■ What you should do
The records follow. Filter them to the lines that hold "title".

____ Extracted data

//! Tournament API endpoints
//!
//! Registration, seeding and the read views over a tournament's bracket.

use axum::extract::{Path, Query, State};
use axum::http::StatusCode;
use axum::Json;
use knockout_core::{Player, PlayerId};
use knockout_tournament::{
    Seeding, Standing, Tournament, TournamentConfig, TournamentError, TournamentId,
    TournamentStatus,
};
use serde::{Deserialize, Serialize};
use serde_json::{json, Value};
use std::sync::Arc;

use crate::error::ApiError;
use crate::state::ServerState;
use crate::views::{
    bracket_view, ready_view, BracketView, ReadyView, TournamentDetails, TournamentSummary,
};

const MAX_PAGE: usize = 100;

/// List query params
#[derive(Deserialize)]
pub struct ListParams {
    pub limit: Option<usize>,
    pub offset: Option<usize>,
}

#[derive(Serialize)]
pub struct ListResponse {
    pub tournaments: Vec<TournamentSummary>,
    pub limit: usize,
    pub offset: usize,
}

/// List tournaments, newest first
pub async fn list_tournaments(
    State(state): State<Arc<ServerState>>,
    Query(params): Query<ListParams>,
) -> Result<Json<ListResponse>, ApiError> {
    let limit = params.limit.unwrap_or(50);
    let offset = params.offset.unwrap_or(0);
    if limit == 0 || limit > MAX_PAGE {
        return Err(ApiError::BadRequest(
            "BAD_LIMIT",
            format!("limit must be between 1 and {}", MAX_PAGE),
        ));
    }

    let registry = state.read()?;
    let tournaments = registry
        .list(limit, offset)
        .into_iter()
        .map(TournamentSummary::from)
        .collect();

    Ok(Json(ListResponse {
        tournaments,
        limit,
        offset,
    }))
}

/// Create request
#[derive(Deserialize)]
#[serde(rename_all = "camelCase")]
pub struct CreateRequest {
    pub owner_id: PlayerId,
    pub title: String,
    pub description: Option<String>,
    pub max_players: Option<usize>,
    #[serde(default)]
    pub shuffle: bool,
    pub seed: Option<u64>,
}

impl CreateRequest {
    fn config(&self) -> TournamentConfig {
        let mut config = TournamentConfig::default();
        if let Some(max_players) = self.max_players {
            config = config.with_max_players(max_players);
        }
        if self.shuffle {
            config = config.with_seeding(Seeding::Shuffled { seed: self.seed });
        }
        config
    }
}

/// Open a tournament for registration
pub async fn create_tournament(
    State(state): State<Arc<ServerState>>,
    Json(req): Json<CreateRequest>,
) -> Result<(StatusCode, Json<TournamentSummary>), ApiError> {
    let config = req.config();
    let mut registry = state.write()?;
    let tournament = registry.create(req.owner_id, &req.title, req.description.clone(), &config)?;
    Ok((StatusCode::CREATED, Json(TournamentSummary::from(tournament))))
}

/// Tournament with its participants
pub async fn get_tournament_details(
    State(state): State<Arc<ServerState>>,
    Path(id): Path<u64>,
) -> Result<Json<TournamentDetails>, ApiError> {
    let registry = state.read()?;
    let tournament = registry.get(TournamentId(id))?;
    Ok(Json(TournamentDetails {
        tournament: TournamentSummary::from(tournament),
        participants: tournament.participants().players().to_vec(),
    }))
}

/// Register a player
pub async fn join_tournament(
    State(state): State<Arc<ServerState>>,
    Path(id): Path<u64>,
    Json(player): Json<Player>,
) -> Result<Json<Value>, ApiError> {
    let mut registry = state.write()?;
    let joined = registry.get_mut(TournamentId(id))?.join(player)?;
    Ok(Json(json!({ "success": true, "joined": joined })))
}

/// Close registration and seed the bracket
pub async fn start_tournament(
    State(state): State<Arc<ServerState>>,
    Path(id): Path<u64>,
) -> Result<Json<BracketView>, ApiError> {
    let mut registry = state.write()?;
    let tournament = registry.get_mut(TournamentId(id))?;
    tournament.start()?;
    seeded_view(tournament)
}

/// Redraw the bracket before any result is in
pub async fn reseed_tournament(
    State(state): State<Arc<ServerState>>,
    Path(id): Path<u64>,
) -> Result<Json<BracketView>, ApiError> {
    let mut registry = state.write()?;
    let tournament = registry.get_mut(TournamentId(id))?;
    tournament.reseed()?;
    seeded_view(tournament)
}

/// Abandon a tournament
pub async fn cancel_tournament(
    State(state): State<Arc<ServerState>>,
    Path(id): Path<u64>,
) -> Result<Json<TournamentSummary>, ApiError> {
    let mut registry = state.write()?;
    let tournament = registry.get_mut(TournamentId(id))?;
    tournament.cancel()?;
    Ok(Json(TournamentSummary::from(&*tournament)))
}

/// Full bracket with resolved opponents
pub async fn get_bracket(
    State(state): State<Arc<ServerState>>,
    Path(id): Path<u64>,
) -> Result<Json<BracketView>, ApiError> {
    let registry = state.read()?;
    seeded_view(registry.get(TournamentId(id))?)
}

/// Matches that can be started now; empty unless the tournament is ongoing
pub async fn get_ready_matches(
    State(state): State<Arc<ServerState>>,
    Path(id): Path<u64>,
) -> Result<Json<Vec<ReadyView>>, ApiError> {
    let registry = state.read()?;
    let tournament = registry.get(TournamentId(id))?;
    let bracket = match tournament.bracket() {
        Some(bracket) if tournament.status == TournamentStatus::Ongoing => bracket,
        _ => return Ok(Json(Vec::new())),
    };

    let ready = bracket
        .ready_pairings()
        .iter()
        .map(|pairing| ready_view(bracket, tournament.participants(), pairing))
        .collect();
    Ok(Json(ready))
}

/// Current standings
pub async fn get_standings(
    State(state): State<Arc<ServerState>>,
    Path(id): Path<u64>,
) -> Result<Json<Vec<Standing>>, ApiError> {
    let registry = state.read()?;
    Ok(Json(registry.get(TournamentId(id))?.standings()))
}

fn seeded_view(tournament: &Tournament) -> Result<Json<BracketView>, ApiError> {
    let bracket = tournament.bracket().ok_or(TournamentError::NotOngoing)?;
    Ok(Json(bracket_view(bracket, tournament.participants())))
}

________

■ Exercise answer
    pub title: String,
    let tournament = registry.create(req.owner_id, &req.title, req.description.clone(), &config)?;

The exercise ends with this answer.